United States District Court, D. Massachusetts

May 10, 2017

COMMERCE BANK & TRUST COMPANY, Plaintiff,
v.
PROPERTY ADMINISTRATORS, INC., E & P PROPERTY HOLDINGS, LLC, PAULA D. DAVENPORT, EDWARD I. REGENSBURG, and ALERT CONSTRUCTION & ENERGY SOLUTIONS, INC., Defendants.

          ORDER ON PLAINTIFF'S MOTION FOR TEMPORARY RESTRAINING ORDER

          Timothy S. Hillman United States District Judge.

         Background

         Commerce Bank & Trust Company ("Commerce Bank" or "Plaintiff) filed a Complaint (Docket No. 1) against Defendant Property Administrators, Inc. ("Property Administrators") for breach of a promissory note and against Defendants E & P Property Holdings, LLC ("E&P"), Paula D. Davenport ("Ms. Davenport"), and Edward I. Regensburg ("Mr. Regensburg" and collectively, the "Obligors") for breach of guarantees, resulting from the failure of Property Administrators to pay Commerce Bank monies due under a promissory note. Commerce Bank seeks a temporary restraining ("TRO") order enjoining the Obligors and their agents from interfering with Commerce Bank's rights to certain collateral pledged to Commerce Bank as security pursuant to an aircraft security agreement ("Security Agreement"). The collateral under the Security Agreement includes a 2007 Cirrus SR22 aircraft, FAA Registration No. N926PD, Serial No. 2891, including but not limited to all avionics, log books and the like (the "Collateral" or the "Plane"). Commerce Bank also seeks the same relief against Alert Construction & Energy Solutions, Inc. ("Alert Construction"), who is the current owner of record of the Plane. Upon expiration of the TRO, Commerce Bank seeks a preliminary injunction.

         Facts

         On December 26, 2007, Property Administrators executed a demand promissory note (the "Note") in favor of Commerce Bank in the amount of $487, 782.00. The Note is payable in 240 equal monthly installments, with a final payment due on or before December 26, 2027. As security for the Note, Property Administrators granted Commerce Bank a security interest in the Plane. Commerce Bank perfected its security interest in the Collateral by filing a UCC-1 financing statement with the North Carolina Secretary of State and the Federal Aviation Administration. E&P, Ms. Davenport and Mr. Regensburg executed guarantees of Property Administrators' obligation to Commerce Bank. Property Administrators is in default of its obligations under the Note, having failed to make required payments since December 26, 2016. The approximate outstanding balance owed on the Note as of May 10, 2017 is $356, 476.80, plus interest, late fees, costs of collection and attorneys' fees, which will continue to accrue. The Security Agreement, attached to Plaintiffs complaint as Exhibit C, grants Commerce Bank the right to take possession of and sell the Collateral should an "Event of Default" occur. Failure to make payment when due under the Note is an "Event of Default." Mr. Regensburg recently brought the Plane to an avionics shop in Statesville, North Carolina, where he directed that certain avionics be removed. The parts were removed from the Plane for the purpose of outfitting other aircraft that Mr. Regensburg has in interest in or intends to obtain an interest in. Additionally, without notice to Commerce Bank, Property Administrators transferred the Plane to Alert Construction. Such transfer of the Collateral is a breach of the Security Agreement.

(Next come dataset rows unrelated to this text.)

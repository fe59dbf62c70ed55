// src/fix/backup.rs
//! Sibling backup artifacts (`<file>.codex.bak`) and the orphan sweep.

use std::ffi::OsString;
use std::fs;
use std::io;
use std::path::{Path, PathBuf};

use tracing::{debug, warn};
use walkdir::WalkDir;

use crate::constants::BACKUP_SUFFIX;
use crate::error::{CodexError, Result};

/// Path of the backup artifact for `target`.
#[must_use]
pub fn backup_path_for(target: &Path) -> PathBuf {
    let mut name: OsString = target.file_name().map(OsString::from).unwrap_or_default();
    name.push(BACKUP_SUFFIX);
    target.with_file_name(name)
}

#[must_use]
pub fn is_backup_artifact(path: &Path) -> bool {
    path.file_name()
        .is_some_and(|n| n.to_string_lossy().ends_with(BACKUP_SUFFIX))
}

/// Pre-mutation copy of one file.
///
/// Resolve it with [`Backup::discard`] (keep the mutated file) or
/// [`Backup::restore`] (put the original bytes back). If it is dropped
/// unresolved, e.g. while unwinding from a panic, it restores.
#[derive(Debug)]
pub struct Backup {
    target: PathBuf,
    backup: PathBuf,
    resolved: bool,
}

impl Backup {
    /// Copies `target` byte-for-byte to its sibling backup path.
    ///
    /// # Errors
    /// Returns error if the copy cannot be written; no artifact is left.
    pub fn create(target: &Path) -> io::Result<Self> {
        let backup = backup_path_for(target);
        if let Err(e) = fs::copy(target, &backup) {
            let _ = fs::remove_file(&backup);
            return Err(e);
        }
        Ok(Self {
            target: target.to_path_buf(),
            backup,
            resolved: false,
        })
    }

    #[must_use]
    pub fn path(&self) -> &Path {
        &self.backup
    }

    /// Keeps the current file content and deletes the artifact.
    ///
    /// # Errors
    /// Returns error if the artifact cannot be removed. The target is
    /// untouched either way.
    pub fn discard(mut self) -> io::Result<()> {
        self.resolved = true;
        fs::remove_file(&self.backup)
    }

    /// Overwrites the target in place with the saved bytes, then deletes
    /// the artifact.
    ///
    /// # Errors
    /// Returns error if the copy back fails. The artifact is then kept so
    /// the original content is not lost.
    pub fn restore(mut self) -> io::Result<()> {
        self.resolved = true;
        restore_into(&self.backup, &self.target)
    }
}

impl Drop for Backup {
    fn drop(&mut self) {
        if self.resolved {
            return;
        }
        warn!("unresolved backup for {}, restoring", self.target.display());
        if let Err(e) = restore_into(&self.backup, &self.target) {
            warn!("restore of {} failed: {e}", self.target.display());
        }
    }
}

fn restore_into(backup: &Path, target: &Path) -> io::Result<()> {
    fs::copy(backup, target)?;
    fs::remove_file(backup)
}

/// Deletes every `*.codex.bak` file under `root` and returns how many were
/// removed. Meant to run before a fix run and after an interrupted one.
///
/// # Errors
/// Returns error if `root` does not exist.
pub fn remove_orphaned_backups(root: &Path) -> Result<usize> {
    if !root.exists() {
        return Err(CodexError::BadRoot(root.to_path_buf()));
    }

    let mut removed = 0;
    for entry in WalkDir::new(root).follow_links(false).into_iter().flatten() {
        if !entry.file_type().is_file() || !is_backup_artifact(entry.path()) {
            continue;
        }
        match fs::remove_file(entry.path()) {
            Ok(()) => {
                debug!("removed orphaned backup {}", entry.path().display());
                removed += 1;
            }
            Err(e) => warn!("could not remove {}: {e}", entry.path().display()),
        }
    }
    Ok(removed)
}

         Pursuant to this Court's rules, a temporary restraining order may issue without notice only if specific facts in a verified complaint or in an affidavit filed with the court show that immediate and irreparable injury, loss or damage will result to movant before the adverse party can be heard in opposition and the movant's attorney certifies in writing any efforts made to give notice and reasons why it should not be required. Fed.R.Civ.P. 65(b). Citing the immediate threat of harm to the Collateral, Commerce Bank's counsel certified that it did not provide advance notice of its Motion to the Defendants.

         Discussion

         In evaluating a motion for a temporary restraining order, the Court considers the same four factors that apply to a motion for preliminary injunction: the likelihood the movant will succeed on the merits, whether the movant is likely to suffer irreparable harm in the absence of preliminary relief, the balance of equities, and whether an injunction is in the public interest. Voice Of The Arab World, Inc. v. MDTV Medical News Now, Inc., 645 F.3d 26, 32 (1st Cir. 2011). While all four factors must be weighed, the moving party's likelihood of success on the merits is "the touchstone of the preliminary injunction inquiry." Philip Morris, Inc. v. Harshbarger, 159 F.3d 670, 674 (1st Cir. 1998). "[I]f the moving party cannot demonstrate that he is likely to succeed in his quest, the remaining factors become matters of idle curiosity." Maine Educ. Ass'n, 695 F.3d at 152 (quoting New Comm Wireless Servs., Inc. v. SprintCom, Inc., 287 F.3d 1, 9 (1st Cir. 2002)) (emphasis added). The moving party bears the burden of proof for each of the factors. Nieves-Marquez v. Puerto Rico, 353 F.3d 108, 120 (1st Cir. 2003).

         Commerce Bank has submitted the Affidavit of William Allen (Docket No. 6), which states unequivocally that Property Administrators is in default under the Note and the Obligors have been unresponsive to demands for payment. The Obligors have also transferred the Collateral to a related entity, Alert Construction, in breach of the Security Agreement. Thus, I find that Commerce Bank is likely to succeed on the merits of its claim. I also find that Commerce Bank will suffer irreparable harm if the Obligors or Alert Construction were to maintain control and possession of the Collateral and continue removing parts from the Plane. Further, I find that the equities are in Plaintiffs favor and that public policy favors the issuance of injunctive relief.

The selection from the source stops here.